The 8 tracks we have here have an epic feel and one that is totally mature too and as ‘City In The Sea’ heftily comes in and the deathly craggy and weathered harsh vocals from Hunt, growl formidably booming out the speakers it’s obvious that this lot are far from mere beginners. The guitar work drenches it all in lush but maudlin melody and this glistens and gleams richly, the weight of the drumming bowing you down but the flagrant riffing also picking you up and carrying you off. There are some clean vocals in the background here courtesy of Greene but as we will hear as things progress these are going to take centre stage later. There is a very Scandinavian feel about things, mid era Opeth, Katatonia and Insomnium’s spirits all dwell within it as well as naturally Daylight Dies and Novembers Doom. It might not be the most original album you are going to hear and indeed the weeping guitar lines of ‘See You…Never’ also cite early Anathema and Paradise Lost Atten Ash are well versed but add plenty of their own definition to things. The craggy, weathered vocals are particularly impressive and would give the likes of Ahab a run for their money and as for the melodicism it drenches you and really gets beneath the skin.

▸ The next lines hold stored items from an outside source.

//! Manager configuration: the serde-facing [`RedlockConfig`] and the
//! runtime [`ManagerOptions`] / [`RetryPolicy`] it resolves into.

use std::fmt;
use std::str::FromStr;
use std::time::Duration;

use rand::Rng;
use serde::{Deserialize, Serialize};

use crate::clock::{ClockModel, DEFAULT_CLOCK_RESOLUTION, DEFAULT_DRIFT_FACTOR};
use crate::error::{RedlockError, Result};
use crate::quorum::{resolve_quorum, MIN_STORES};

pub const DEFAULT_TTL: Duration = Duration::from_secs(10);
/// Largest TTL a lock may carry, about 49.7 days. Fits every backend's
/// millisecond expiry arithmetic.
pub const MAX_TTL: Duration = Duration::from_millis(u32::MAX as u64);
pub const DEFAULT_RETRY_COUNT: u32 = 3;
pub const DEFAULT_RETRY_DELAY_MIN: Duration = Duration::from_millis(100);
pub const DEFAULT_RETRY_DELAY_MAX: Duration = Duration::from_millis(200);

// ─── Store Endpoints ────────────────────────────────────────────────────────

/// Address of one independent store instance: host, port and db index.
#[derive(Debug, Clone, PartialEq, Eq, Hash, Serialize, Deserialize)]
pub struct StoreEndpoint {
    pub host: String,
    pub port: u16,
    #[serde(default)]
    pub db: i64,
}

impl StoreEndpoint {
    pub fn new(host: impl Into<String>, port: u16, db: i64) -> Self {
        Self {
            host: host.into(),
            port,
            db,
        }
    }

    /// Redis connection URL for this endpoint.
    pub fn to_url(&self) -> String {
        format!("redis://{}:{}/{}", self.host, self.port, self.db)
    }
}

impl fmt::Display for StoreEndpoint {
    fn fmt(&self, f: &mut fmt::Formatter<'_>) -> fmt::Result {
        write!(f, "{}:{}/{}", self.host, self.port, self.db)
    }
}

/// Parses `host:port` or `host:port/db`.
impl FromStr for StoreEndpoint {
    type Err = RedlockError;

    fn from_str(s: &str) -> Result<Self> {
        let invalid = |why: &str| {
            RedlockError::Configuration(format!("invalid store endpoint '{}': {}", s, why))
        };

        let (addr, db) = match s.split_once('/') {
            Some((addr, db)) => {
                let db = db.parse::<i64>().map_err(|_| invalid("db must be an integer"))?;
                (addr, db)
            }
            None => (s, 0),
        };
        let (host, port) = addr
            .rsplit_once(':')
            .ok_or_else(|| invalid("expected host:port[/db]"))?;
        if host.is_empty() {
            return Err(invalid("host is empty"));
        }
        let port = port.parse::<u16>().map_err(|_| invalid("port must be 0-65535"))?;

        Ok(Self::new(host, port, db))
    }
}

// ─── Retry Policy ───────────────────────────────────────────────────────────

/// How many rounds an acquisition may take, and how long to back off
/// between them.
#[derive(Debug, Clone, PartialEq, Eq)]
pub struct RetryPolicy {
    /// Total number of rounds, including the first
    pub retry_count: u32,
    pub min_delay: Duration,
    pub max_delay: Duration,
}

impl RetryPolicy {
    pub fn new(retry_count: u32, min_delay: Duration, max_delay: Duration) -> Self {
        Self {
            retry_count,
            min_delay,
            max_delay,
        }
    }

    /// A single round, no backoff.
    pub fn once() -> Self {
        Self::new(1, Duration::ZERO, Duration::ZERO)
    }

    pub fn validate(&self) -> Result<()> {
        if self.retry_count == 0 {
            return Err(RedlockError::Configuration(
                "retry_count must be at least 1".to_string(),
            ));
        }
        if self.min_delay > self.max_delay {
            return Err(RedlockError::Configuration(format!(
                "retry delay range is inverted: {:?} > {:?}",
                self.min_delay, self.max_delay
            )));
        }
        Ok(())
    }

    /// Uniform random backoff within `[min_delay, max_delay]`.
    ///
    /// Contending callers that failed the same round would otherwise retry
    /// in lockstep and keep splitting the stores between them.
    pub fn next_delay(&self) -> Duration {
        if self.min_delay >= self.max_delay {
            return self.min_delay;
        }
        let min = self.min_delay.as_micros() as u64;
        let max = self.max_delay.as_micros() as u64;
        Duration::from_micros(rand::rng().random_range(min..=max))
    }
}

impl Default for RetryPolicy {
    fn default() -> Self {
        Self::new(
            DEFAULT_RETRY_COUNT,
            DEFAULT_RETRY_DELAY_MIN,
            DEFAULT_RETRY_DELAY_MAX,
        )
    }
}

// ─── Manager Options ────────────────────────────────────────────────────────

/// Runtime settings of a [`LockManager`](crate::manager::LockManager),
/// independent of how its stores are reached.
#[derive(Debug, Clone, PartialEq)]
pub struct ManagerOptions {
    /// Overrides the derived majority `floor(N/2) + 1`
    pub quorum: Option<usize>,
    /// TTL used by `acquire_default`
    pub default_ttl: Duration,
    pub retry: RetryPolicy,
    pub clock: ClockModel,
    /// Overrides the derived per-handle timeout `ttl / N`
    pub per_handle_timeout: Option<Duration>,
}

impl Default for ManagerOptions {
    fn default() -> Self {
        Self {
            quorum: None,
            default_ttl: DEFAULT_TTL,
            retry: RetryPolicy::default(),
            clock: ClockModel::default(),
            per_handle_timeout: None,
        }
    }
}

// ─── Serialized Configuration ───────────────────────────────────────────────

fn default_ttl_ms() -> u64 {
    DEFAULT_TTL.as_millis() as u64
}

fn default_retry_count() -> u32 {
    DEFAULT_RETRY_COUNT
}

fn default_retry_delay_ms() -> [u64; 2] {
    [
        DEFAULT_RETRY_DELAY_MIN.as_millis() as u64,
        DEFAULT_RETRY_DELAY_MAX.as_millis() as u64,
    ]
}

fn default_drift_factor() -> f64 {
    DEFAULT_DRIFT_FACTOR
}

/// Recognized configuration options, as read from a JSON document.
///
/// ```json
/// {
///   "store_endpoints": [
///     { "host": "127.0.0.1", "port": 6379, "db": 0 },
///     { "host": "127.0.0.1", "port": 6379, "db": 1 },
///     { "host": "127.0.0.1", "port": 6379, "db": 2 }
///   ],
///   "retry_count": 10,
///   "retry_delay_ms": [200, 400]
/// }
/// ```
#[derive(Debug, Clone, PartialEq, Serialize, Deserialize)]
pub struct RedlockConfig {
    #[serde(default)]
    pub store_endpoints: Vec<StoreEndpoint>,
    #[serde(default)]
    pub quorum: Option<usize>,
    #[serde(default = "default_ttl_ms")]
    pub default_ttl_ms: u64,
    #[serde(default = "default_retry_count")]
    pub retry_count: u32,
    #[serde(default = "default_retry_delay_ms")]
    pub retry_delay_ms: [u64; 2],
    #[serde(default = "default_drift_factor")]
    pub drift_factor: f64,
    #[serde(default)]
    pub per_handle_timeout_ms: Option<u64>,
}

impl Default for RedlockConfig {
    fn default() -> Self {
        Self {
            store_endpoints: Vec::new(),
            quorum: None,
            default_ttl_ms: default_ttl_ms(),
            retry_count: default_retry_count(),
            retry_delay_ms: default_retry_delay_ms(),
            drift_factor: default_drift_factor(),
            per_handle_timeout_ms: None,
        }
    }
}

impl RedlockConfig {
    /// Checks everything that can be checked without connecting.
    pub fn validate(&self) -> Result<()> {
        if self.store_endpoints.len() < MIN_STORES {
            return Err(RedlockError::Configuration(format!(
                "at least {} store endpoints are required, got {}",
                MIN_STORES,
                self.store_endpoints.len()
            )));
        }
        resolve_quorum(self.store_endpoints.len(), self.quorum)?;
        validate_options(&self.options())
    }

    /// Resolves the runtime options. Does not validate.
    pub fn options(&self) -> ManagerOptions {
        let [min, max] = self.retry_delay_ms;
        ManagerOptions {
            quorum: self.quorum,
            default_ttl: Duration::from_millis(self.default_ttl_ms),
            retry: RetryPolicy::new(
                self.retry_count,
                Duration::from_millis(min),
                Duration::from_millis(max),
            ),
            clock: ClockModel::new(self.drift_factor, DEFAULT_CLOCK_RESOLUTION),
            per_handle_timeout: self.per_handle_timeout_ms.map(Duration::from_millis),
        }
    }
}

/// Store-count independent checks on resolved options.
pub(crate) fn validate_options(options: &ManagerOptions) -> Result<()> {
    options.retry.validate()?;

    let factor = options.clock.drift_factor();
    if !(0.0..1.0).contains(&factor) {
        return Err(RedlockError::Configuration(format!(
            "drift_factor must be within [0, 1), got {}",
            factor
        )));
    }
    if options.default_ttl.is_zero() {
        return Err(RedlockError::Configuration(
            "default_ttl must be greater than 0".to_string(),
        ));
    }
    if options.default_ttl > MAX_TTL {
        return Err(RedlockError::Configuration(format!(
            "default_ttl must not exceed {:?}",
            MAX_TTL
        )));
    }
    if options.per_handle_timeout.is_some_and(|t| t.is_zero()) {
        return Err(RedlockError::Configuration(
            "per_handle_timeout must be greater than 0".to_string(),
        ));
    }
    Ok(())
}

Lyrically I notice that a couple of the tracks (there should maybe have been a clue in the title of the first) take inspiration from Edgar Allen Poe, the second of these ‘Not As Others Were’ is a sombre and reflective ode taken from his poem Alone and its perfect for dark night solitude listening, curled up with a glass of red wind and some good literature. You really do notice the full effect when the clean vocals take over on ‘Song For The Dead’ bringing a different definition to the sound and somewhat lightning the mood as the soar away with heartfelt passion behind them. There’s a fair bit of instrumental noodling on this one too as the band breathe air into things and naturally coast along; an impressive display all round. Both vocal styles are brought into play on ‘Born’ and the meandering fronds from the guitar spread ever further; spring is perhaps in the air and things are coming to life. It’s still ultimately dour and doomed though, you feel like frost is going to sweep back in and kill everything off. ‘Waves Of Siloam’ is a faster paced and more urgent number which sees the band happily battering the drums and flailing away more, there’s plenty of head-banging ballast about it. Before all the sand drains out there is time for the title track to harmoniously finish things for now but I have the feeling that this is a tale with plenty more chapters in it to come.